Q1: Where has this been done before?

If you see someone bouncing their way in with a super creative idea, say nice things about the idea and then immediately ask which other organization has experimented with this idea before. There are three ways this scenario can play out.

(1) In some cases, the idea is not truly original and will likely have precedence that the idea presenter is aware of. Hence, they can tell you which organizations have done this, what they learnt and how they are going to take those learning and bring this to your organization. In that case you can either shed doubt on if it will work at yours or pooh pooh the idea as unoriginal and a copy-paste.

(2)  Some organization somewhere may have experimented with the idea but not publicized it. Hence, you send the idea presenter on a wild goose chase looking for examples and demotivate by delaying. It is likely they give up halfway through. If they find something, move to scenario 1 and if they don’t, move to scenario 3.

(3) This idea has never been done before. Express genuine concerns on how there must be good reason why no one else has done it. Show sincere interest in keeping an eye on the idea. If they do manage to pilot it for another group, you would love to learn the results and then explore if it is worthy of an investment.

Q2: How will this scale?

When an idea is a seedling, the idea presenter likely doesn’t even know for sure if it will work since the evidence is flaky. The idea presenter has probably not spent enough time considering how to scale. By focusing on scaling and its importance you will successfully deter the conversation from the topic of whether the idea holds any merit. Hence, you have successfully demotivated and defused the idea.

Q3: Can you give me a zero budget option?

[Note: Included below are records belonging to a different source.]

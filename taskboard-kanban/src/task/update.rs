//! UpdateTask command

use super::{locate_task, touch};
use crate::context::KanbanContext;
use crate::error::KanbanError;
use crate::execution::{logged, operation};
use crate::types::{BoardId, ChecklistItem, ColumnId, TagId, TaskId, UserId};
use chrono::{DateTime, Utc};
use serde::{Deserialize, Serialize};
use serde_json::Value;
use taskboard_operations::{async_trait, Execute, ExecutionResult};

/// Merge the provided fields into a task. Position and status are left to
/// [`MoveTask`](super::MoveTask); nothing is renumbered here.
#[derive(Debug, Default, Deserialize, Serialize)]
#[serde(rename_all = "camelCase")]
pub struct UpdateTask {
    pub board_id: BoardId,
    pub column_id: ColumnId,
    pub task_id: TaskId,
    pub title: Option<String>,
    pub description: Option<String>,
    pub tags: Option<Vec<TagId>>,
    pub assigned_to: Option<Vec<UserId>>,
    pub due_date: Option<DateTime<Utc>>,
    pub time_spent: Option<u32>,
    pub time_estimate: Option<u32>,
    pub checklist_items: Option<Vec<ChecklistItem>>,
    pub notes: Option<String>,
}

operation!(UpdateTask, verb = "update", noun = "task", description = "Update a task's fields");

impl UpdateTask {
    pub fn new(
        board_id: impl Into<BoardId>,
        column_id: impl Into<ColumnId>,
        task_id: impl Into<TaskId>,
    ) -> Self {
        Self {
            board_id: board_id.into(),
            column_id: column_id.into(),
            task_id: task_id.into(),
            ..Default::default()
        }
    }

    pub fn with_title(mut self, title: impl Into<String>) -> Self {
        self.title = Some(title.into());
        self
    }

    pub fn with_description(mut self, description: impl Into<String>) -> Self {
        self.description = Some(description.into());
        self
    }

    pub fn with_tags(mut self, tags: Vec<TagId>) -> Self {
        self.tags = Some(tags);
        self
    }

    pub fn with_assignees(mut self, users: Vec<UserId>) -> Self {
        self.assigned_to = Some(users);
        self
    }

    pub fn with_time_spent(mut self, minutes: u32) -> Self {
        self.time_spent = Some(minutes);
        self
    }

    pub fn with_notes(mut self, notes: impl Into<String>) -> Self {
        self.notes = Some(notes.into());
        self
    }
}

#[async_trait]
impl Execute<KanbanContext, KanbanError> for UpdateTask {
    async fn execute(&self, ctx: &KanbanContext) -> ExecutionResult<Value, KanbanError> {
        logged(self, async {
            if self.title.as_deref().is_some_and(|t| t.trim().is_empty()) {
                return Err(KanbanError::invalid_value("title", "task title cannot be empty"));
            }

            let (mut board, ci, ti) =
                locate_task(ctx, &self.board_id, &self.column_id, &self.task_id).await?;
            let task = &mut board.columns[ci].tasks[ti];

            if let Some(title) = &self.title {
                task.title = title.clone();
            }
            if let Some(description) = &self.description {
                task.description = description.clone();
            }
            if let Some(tags) = &self.tags {
                task.tags = tags.clone();
            }
            if let Some(users) = &self.assigned_to {
                task.assigned_to = users.clone();
            }
            if self.due_date.is_some() {
                task.due_date = self.due_date;
            }
            if let Some(minutes) = self.time_spent {
                task.time_spent = minutes;
            }
            if self.time_estimate.is_some() {
                task.time_estimate = self.time_estimate;
            }
            if self.checklist_items.is_some() {
                task.checklist_items = self.checklist_items.clone();
            }
            if self.notes.is_some() {
                task.notes = self.notes.clone();
            }
            touch(task, ctx);

            let updated = task.clone();
            ctx.write_columns(&board.id, &board.columns, updated.updated_at).await?;
            Ok(serde_json::to_value(&updated)?)
        })
        .await
    }
}
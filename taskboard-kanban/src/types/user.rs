//! People and labels: User and Tag

use super::ids::{TagId, UserId};
use chrono::{DateTime, Utc};
use serde::{Deserialize, Serialize};

/// A user record, keyed by email for lookups
#[derive(Debug, Clone, PartialEq, Eq, Serialize, Deserialize)]
#[serde(rename_all = "camelCase")]
pub struct User {
    pub id: UserId,
    pub email: String,
    pub name: String,
    #[serde(default, skip_serializing_if = "Option::is_none")]
    pub avatar: Option<String>,
    pub created_at: DateTime<Utc>,
    pub updated_at: DateTime<Utc>,
}

impl User {
    pub fn new(email: impl Into<String>, name: impl Into<String>) -> Self {
        let now = Utc::now();
        Self {
            id: UserId::new(),
            email: email.into(),
            name: name.into(),
            avatar: None,
            created_at: now,
            updated_at: now,
        }
    }

    /// Display name derived from an email when the provider gives none
    pub fn default_name(email: &str) -> String {
        email.split('@').next().unwrap_or(email).to_string()
    }
}

/// A label that can be attached to tasks by id
#[derive(Debug, Clone, PartialEq, Eq, Serialize, Deserialize)]
#[serde(rename_all = "camelCase")]
pub struct Tag {
    pub id: TagId,
    pub name: String,
    /// CSS color, e.g. `#EF4444`
    pub color: String,
    #[serde(default, skip_serializing_if = "Option::is_none")]
    pub description: Option<String>,
    pub created_at: DateTime<Utc>,
    pub updated_at: DateTime<Utc>,
}

impl Tag {
    pub fn new(name: impl Into<String>, color: impl Into<String>) -> Self {
        let now = Utc::now();
        Self {
            id: TagId::new(),
            name: name.into(),
            color: color.into(),
            description: None,
            created_at: now,
            updated_at: now,
        }
    }

    pub fn with_description(mut self, description: impl Into<String>) -> Self {
        self.description = Some(description.into());
        self
    }
}
//! FixDuplicates command

use crate::context::KanbanContext;
use crate::error::{KanbanError, Result};
use crate::execution::{logged, operation};
use crate::id_gen::{generate_id, TASK_PREFIX};
use crate::types::{Board, BoardId, ColumnId, TaskId};
use chrono::Utc;
use serde::{Deserialize, Serialize};
use serde_json::Value;
use std::collections::HashSet;
use taskboard_operations::{async_trait, Execute, ExecutionResult};

#[derive(Debug, Clone, PartialEq, Eq, Serialize, Deserialize)]
#[serde(rename_all = "camelCase")]
pub struct RenamedTask {
    pub column_id: ColumnId,
    pub old_id: TaskId,
    pub new_id: TaskId,
}

/// What a repair changed on one board
#[derive(Debug, Clone, Default, PartialEq, Eq, Serialize, Deserialize)]
#[serde(rename_all = "camelCase")]
pub struct BoardRepair {
    pub board_id: BoardId,
    pub board_name: String,
    pub renamed: Vec<RenamedTask>,
    /// Tasks whose `order` was missing or did not match their index
    pub reordered: usize,
}

impl BoardRepair {
    pub fn changed(&self) -> bool {
        !self.renamed.is_empty() || self.reordered > 0
    }
}

#[derive(Debug, Clone, Default, PartialEq, Eq, Serialize, Deserialize)]
#[serde(rename_all = "camelCase")]
pub struct RepairReport {
    pub boards_scanned: usize,
    /// Boards that were written back
    pub updated: Vec<BoardRepair>,
}

impl RepairReport {
    pub fn renamed_count(&self) -> usize {
        self.updated.iter().map(|b| b.renamed.len()).sum()
    }
}

/// Repair one board in memory. The first occurrence of an id keeps it.
pub fn fix_board(board: &mut Board) -> BoardRepair {
    let mut repair = BoardRepair {
        board_id: board.id.clone(),
        board_name: board.name.clone(),
        ..Default::default()
    };

    for column in &mut board.columns {
        let mut taken: HashSet<TaskId> = column.tasks.iter().map(|t| t.id.clone()).collect();
        let mut seen: HashSet<TaskId> = HashSet::new();
        for (index, task) in column.tasks.iter_mut().enumerate() {
            if !seen.insert(task.id.clone()) {
                let new_id = unused_id(&taken, || TaskId::from_string(generate_id(TASK_PREFIX)));
                taken.insert(new_id.clone());
                tracing::info!(old = %task.id, new = %new_id, column = %column.name, "renaming duplicate task id");
                repair.renamed.push(RenamedTask {
                    column_id: column.id.clone(),
                    old_id: std::mem::replace(&mut task.id, new_id.clone()),
                    new_id,
                });
            }
            if task.order != Some(index) {
                task.order = Some(index);
                repair.reordered += 1;
            }
        }
    }
    repair
}

/// First generated id not already in `taken`
fn unused_id(taken: &HashSet<TaskId>, mut generate: impl FnMut() -> TaskId) -> TaskId {
    loop {
        let id = generate();
        if !taken.contains(&id) {
            return id;
        }
    }
}

/// Rename duplicate task ids and normalize `order` on every board.
/// Only boards that changed are written.
#[derive(Debug, Default, Deserialize, Serialize)]
pub struct FixDuplicates {}

operation!(FixDuplicates, verb = "fix", noun = "duplicates", description = "Rename duplicate task ids and normalize task order");

impl FixDuplicates {
    pub fn new() -> Self {
        Self {}
    }

    /// Run the repair and return the typed report
    pub async fn repair(&self, ctx: &KanbanContext) -> Result<RepairReport> {
        let boards = ctx.read_all_boards().await?;
        let mut report = RepairReport {
            boards_scanned: boards.len(),
            ..Default::default()
        };

        for mut board in boards {
            let repair = fix_board(&mut board);
            if !repair.changed() {
                tracing::debug!(board = %board.name, "no changes needed");
                continue;
            }
            ctx.write_columns(&board.id, &board.columns, Utc::now()).await?;
            tracing::info!(
                board = %board.name,
                renamed = repair.renamed.len(),
                reordered = repair.reordered,
                "board repaired"
            );
            report.updated.push(repair);
        }
        Ok(report)
    }
}

#[async_trait]
impl Execute<KanbanContext, KanbanError> for FixDuplicates {
    async fn execute(&self, ctx: &KanbanContext) -> ExecutionResult<Value, KanbanError> {
        logged(self, async { Ok(serde_json::to_value(self.repair(ctx).await?)?) }).await
    }
}

#[cfg(test)]
mod tests {
    use super::*;
    use crate::repair::DiagnoseDuplicates;
    use crate::types::{Column, Task};

    fn task(id: &str, title: &str, order: Option<usize>) -> Task {
        let mut t = Task::new(title, "To Do").with_id(id);
        t.order = order;
        t
    }

    #[test]
    fn test_fix_renames_second_occurrence() {
        let mut board = Board::new("B", "ada@example.com").with_columns(vec![Column::new("To Do")
            .with_tasks(vec![
                task("dup", "first", Some(0)),
                task("dup", "second", Some(1)),
            ])]);

        let repair = fix_board(&mut board);
        let tasks = &board.columns[0].tasks;

        assert_eq!(repair.renamed.len(), 1);
        assert_eq!(repair.reordered, 0);
        assert_eq!(tasks[0].id, "dup");
        assert_eq!(tasks[0].title, "first");
        assert_ne!(tasks[1].id, "dup");
        assert!(tasks[1].id.as_str().starts_with("task-"));
        assert_eq!(tasks[1].title, "second");
        assert_eq!(tasks[0].order, Some(0));
        assert_eq!(tasks[1].order, Some(1));
    }

    #[test]
    fn test_fix_fills_missing_order() {
        let mut board = Board::new("B", "ada@example.com").with_columns(vec![Column::new("To Do")
            .with_tasks(vec![task("a", "a", None), task("b", "b", Some(5))])]);

        let repair = fix_board(&mut board);
        assert!(repair.renamed.is_empty());
        assert_eq!(repair.reordered, 2);
        assert!(board.columns[0].is_contiguous());
    }

    #[tokio::test]
    async fn test_fix_is_idempotent_and_writes_only_changed_boards() {
        let ctx = KanbanContext::in_memory();
        let clean = Board::new("Clean", "ada@example.com").with_columns(vec![
            Column::new("To Do").with_tasks(vec![task("x", "x", Some(0))]),
        ]);
        let dirty = Board::new("Dirty", "ada@example.com").with_columns(vec![
            Column::new("To Do").with_tasks(vec![
                task("dup", "one", Some(0)),
                task("dup", "two", None),
            ]),
        ]);
        ctx.create_board(&clean).await.unwrap();
        ctx.create_board(&dirty).await.unwrap();

        let first = FixDuplicates::new().repair(&ctx).await.unwrap();
        assert_eq!(first.boards_scanned, 2);
        assert_eq!(first.updated.len(), 1);
        assert_eq!(first.updated[0].board_id, dirty.id);
        assert_eq!(first.renamed_count(), 1);
        assert_eq!(ctx.read_board(&clean.id).await.unwrap(), clean);

        let report = DiagnoseDuplicates::new().report(&ctx).await.unwrap();
        assert!(report.is_clean());
        assert_eq!(report.total_tasks, 3);

        let second = FixDuplicates::new().repair(&ctx).await.unwrap();
        assert!(second.updated.is_empty());
    }

    #[test]
    fn test_unused_id_skips_taken_ids() {
        let taken: HashSet<TaskId> = ["later", "dup"].into_iter().map(TaskId::from).collect();
        let mut candidates = ["later", "dup", "fresh"].into_iter();
        let id = unused_id(&taken, || TaskId::from(candidates.next().unwrap()));
        assert_eq!(id, "fresh");
    }

    #[test]
    fn test_fix_leaves_no_duplicate_ids() {
        let mut board = Board::new("B", "ada@example.com").with_columns(vec![Column::new("To Do")
            .with_tasks(vec![
                task("dup", "a", Some(0)),
                task("dup", "b", Some(1)),
                task("dup", "c", Some(2)),
                task("other", "d", Some(3)),
            ])]);

        let repair = fix_board(&mut board);
        let ids: HashSet<_> = board.columns[0].tasks.iter().map(|t| t.id.clone()).collect();

        assert_eq!(repair.renamed.len(), 2);
        assert_eq!(ids.len(), 4);
    }
}
//! Error handling for the taskboard CLI
//!
//! Every failure becomes a [`CliError`] carrying an exit code and its source
//! chain, which is printed in full before the process exits.

use std::error::Error;
use std::fmt;

use taskboard_kanban::KanbanError;

use crate::config::ConfigError;
use crate::exit_codes::{EXIT_ERROR, EXIT_SUCCESS};

pub type CliResult<T> = Result<T, CliError>;

#[derive(Debug)]
pub struct CliError {
    pub message: String,
    pub exit_code: i32,
    pub source: Option<Box<dyn Error + Send + Sync>>,
}

impl CliError {
    pub fn new(message: impl Into<String>, exit_code: i32) -> Self {
        Self {
            message: message.into(),
            exit_code,
            source: None,
        }
    }

    /// The message followed by every `Caused by:` in the source chain
    pub fn full_chain(&self) -> String {
        let mut result = self.message.clone();

        let mut current_source = self.source();
        while let Some(err) = current_source {
            result.push_str(&format!("\n  Caused by: {err}"));
            current_source = err.source();
        }

        result
    }
}

impl fmt::Display for CliError {
    fn fmt(&self, f: &mut fmt::Formatter<'_>) -> fmt::Result {
        write!(f, "{}", self.message)
    }
}

impl Error for CliError {
    fn source(&self) -> Option<&(dyn Error + 'static)> {
        self.source
            .as_ref()
            .map(|e| e.as_ref() as &(dyn Error + 'static))
    }
}

impl From<KanbanError> for CliError {
    fn from(error: KanbanError) -> Self {
        Self {
            message: error.to_string(),
            exit_code: EXIT_ERROR,
            source: Some(Box::new(error)),
        }
    }
}

impl From<ConfigError> for CliError {
    fn from(error: ConfigError) -> Self {
        Self {
            message: error.to_string(),
            exit_code: EXIT_ERROR,
            source: Some(Box::new(error)),
        }
    }
}

impl From<anyhow::Error> for CliError {
    fn from(error: anyhow::Error) -> Self {
        let mut chain = error.chain();
        let mut message = chain.next().map(ToString::to_string).unwrap_or_default();
        for cause in chain {
            message.push_str(&format!("\n  Caused by: {cause}"));
        }
        Self::new(message, EXIT_ERROR)
    }
}

/// Convert a result to an exit code, printing the error chain on failure
pub fn handle_cli_result<T>(result: CliResult<T>) -> i32 {
    match result {
        Ok(_) => EXIT_SUCCESS,
        Err(e) => {
            tracing::error!("{}", e.full_chain());
            eprintln!("Error: {}", e.full_chain());
            e.exit_code
        }
    }
}
//! Processor trait: the one place operations are run and logged

use crate::{Execute, LogEntry};
use async_trait::async_trait;
use serde_json::Value;

/// Runs operations and records their log entries.
///
/// A processor owns the cross-cutting concerns (actor attribution, where log
/// entries go, tracing) so that individual operations only compute.
#[async_trait]
pub trait OperationProcessor<C, E>: Send + Sync
where
    C: Send + Sync,
    E: Send,
{
    /// Execute the operation, persist its log entry if any, and return the value.
    async fn process<O>(&self, operation: &O, ctx: &C) -> Result<Value, E>
    where
        O: Execute<C, E> + Send + Sync;

    /// Persist a single log entry produced by an operation.
    async fn write_log(&self, ctx: &C, entry: LogEntry) -> Result<(), E>;
}
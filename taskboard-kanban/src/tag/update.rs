//! UpdateTag command

use super::validate_color;
use crate::context::{fields_from, KanbanContext};
use crate::error::KanbanError;
use crate::execution::{logged, operation};
use crate::types::TagId;
use chrono::Utc;
use serde::{Deserialize, Serialize};
use serde_json::Value;
use taskboard_operations::{async_trait, Execute, ExecutionResult};

/// Rename, recolor or redescribe a tag
#[derive(Debug, Default, Deserialize, Serialize)]
pub struct UpdateTag {
    pub id: TagId,
    pub name: Option<String>,
    pub color: Option<String>,
    pub description: Option<String>,
}

operation!(UpdateTag, verb = "update", noun = "tag", description = "Update a tag");

impl UpdateTag {
    pub fn new(id: impl Into<TagId>) -> Self {
        Self {
            id: id.into(),
            ..Default::default()
        }
    }

    pub fn with_name(mut self, name: impl Into<String>) -> Self {
        self.name = Some(name.into());
        self
    }

    pub fn with_color(mut self, color: impl Into<String>) -> Self {
        self.color = Some(color.into());
        self
    }

    pub fn with_description(mut self, description: impl Into<String>) -> Self {
        self.description = Some(description.into());
        self
    }
}

#[async_trait]
impl Execute<KanbanContext, KanbanError> for UpdateTag {
    async fn execute(&self, ctx: &KanbanContext) -> ExecutionResult<Value, KanbanError> {
        logged(self, async {
            if let Some(color) = &self.color {
                validate_color(color)?;
            }

            let mut fields = fields_from([
                ("name", self.name.clone().map(Value::String)),
                ("color", self.color.clone().map(Value::String)),
                ("description", self.description.clone().map(Value::String)),
            ]);
            fields.insert("updatedAt".to_string(), serde_json::to_value(Utc::now())?);

            ctx.update_tag_fields(&self.id, fields).await?;
            Ok(serde_json::to_value(ctx.read_tag(&self.id).await?)?)
        })
        .await
    }
}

If none of the above work, cut all funding. Most experimentation needs budget – either in the form of actual cash, resources like tools and supplies, a target group or just time. Shake your head in denial. You do not have the money at this point. If only they had come to you during the yearly budget planning. Maybe next year they should remind you and you’ll try factor that in then. You do not have the budget for the resources. Or it is just a very busy time and while you think it is a fantastic idea, there are other more pressing priorities that you would like them to focus on. This one never fails.

There you have it. Three simple zero-effort questions to kill all creative ideas that ever come to you. You don’t have to lift a finger nor come across as someone who does not further creative ideas because you kept appreciating the idea all the way through but presented genuine concerns on why this isn’t the right time. Only a fool would imagine you didn’t have your heart in the right place.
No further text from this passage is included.